Abstract

It is increasingly recognized that chronic Ag exposure may lead to clonal expansions of T cells, including those within the peripheral blood. Inflammatory bowel disease is a chronic, multisystemic disease of unknown origin that predominantly affects the intestine. We sought to determine whether clonal expansions of T cells are present in the peripheral blood of patients with inflammatory bowel disease by an examination of TCR usage. Positively selected CD4+ and CD8+ peripheral blood T cells were isolated from subjects with active ulcerative colitis, Crohn's disease, and diverticulitis and from normal controls.
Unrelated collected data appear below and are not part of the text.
//! Error types for protocol operations

use thiserror::Error;

/// Protocol-specific errors
#[derive(Debug, Error)]
pub enum ProtocolError {
    /// Fewer bytes than a frame header needs
    #[error("Malformed frame header: need {needed} bytes, got {available}")]
    MalformedHeader {
        /// Bytes required
        needed: usize,
        /// Bytes actually available
        available: usize,
    },

    /// Body shorter than the frame type requires
    #[error("Incomplete {frame_type} frame")]
    IncompleteFrame {
        /// Name of the frame type that failed validation
        frame_type: &'static str,
    },

    /// Frame type code not in the registry
    #[error("Unknown frame type: {0:#04x}")]
    UnknownFrameType(u8),

    /// A view was asked to wrap a frame of another type
    #[error("Expected {expected} frame, got {actual}")]
    UnexpectedFrameType {
        /// Type the view accepts
        expected: &'static str,
        /// Type actually found
        actual: &'static str,
    },

    /// Frame too large
    #[error("Frame too large: {size} bytes (max: {max})")]
    FrameTooLarge {
        /// Actual frame size
        size: usize,
        /// Maximum allowed size
        max: usize,
    },

    /// Metadata does not fit the 24-bit length prefix
    #[error("Payload too large to encode: {size} bytes (max: {max})")]
    PayloadTooLarge {
        /// Actual metadata size
        size: usize,
        /// Maximum encodable size
        max: usize,
    },

    /// Text field is not valid UTF-8
    #[error("Invalid UTF-8 in {field}")]
    InvalidUtf8 {
        /// Field that held the bad bytes
        field: &'static str,
    },

    /// I/O error on the underlying transport
    #[error("I/O error: {0}")]
    Io(#[from] std::io::Error),
}

impl ProtocolError {
    /// Shorthand for an [`ProtocolError::IncompleteFrame`] error
    pub(crate) fn incomplete(frame_type: &'static str) -> Self {
        Self::IncompleteFrame { frame_type }
    }

    /// Whether this error signals a broken invariant rather than a bad frame.
    ///
    /// Fatal errors come from the encode side: a frame that cannot be
    /// represented on the wire at all. Retrying the same operation will fail
    /// the same way.
    pub fn is_fatal(&self) -> bool {
        matches!(self, Self::PayloadTooLarge { .. })
    }

    /// Whether the error invalidates the byte stream it came from.
    ///
    /// After one of these the reader no longer knows where the next frame
    /// starts, so the connection has to go.
    pub fn is_connection_fatal(&self) -> bool {
        matches!(
            self,
            Self::MalformedHeader { .. } | Self::FrameTooLarge { .. } | Self::Io(_)
        )
    }
}

/// Result alias for protocol operations
pub type Result<T> = std::result::Result<T, ProtocolError>;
Analysis of complementarity determining region 3 lengths of 24 TCR-beta chain V region families from CD4+ and CD8+ peripheral blood T cells showed a skewed distribution in the three inflammatory groups, consistent with expansion of T cell clones, in comparison to the normally distributed pattern observed among the control donors. Random sequencing of the PCR amplification products of CD4+ peripheral blood T cells from the subjects with ulcerative colitis, Crohn's disease, and diverticulitis revealed reiterative TCR-beta chain sequences that were not found in the normal donors. In subjects with Crohn's disease, the reiterative TCR-beta chain sequences from the CD4+ peripheral blood T cells were persistent over at least a 1-yr period. The persistently expanded TCR-beta chain sequences of CD4+ peripheral blood T cells were identifiable in genomic DNA isolated from archival tissue of intestine from subjects with Crohn's disease and ulcerative colitis by Southern blotting and direct DNA sequencing. An identical twin pair, concordant for Crohn's disease, shared the same reiterative TCR-beta chain sequences in their CD4+ peripheral blood T cells. These studies show that chronic intestinal inflammation is associated with expansions of CD4+ peripheral blood T cells. Furthermore, in inflammatory bowel disease these T cell clonal expansions are persistent and shared among HLA-identical individuals, implicating a response to specific, persistent, and stimulating Ags in these diseases.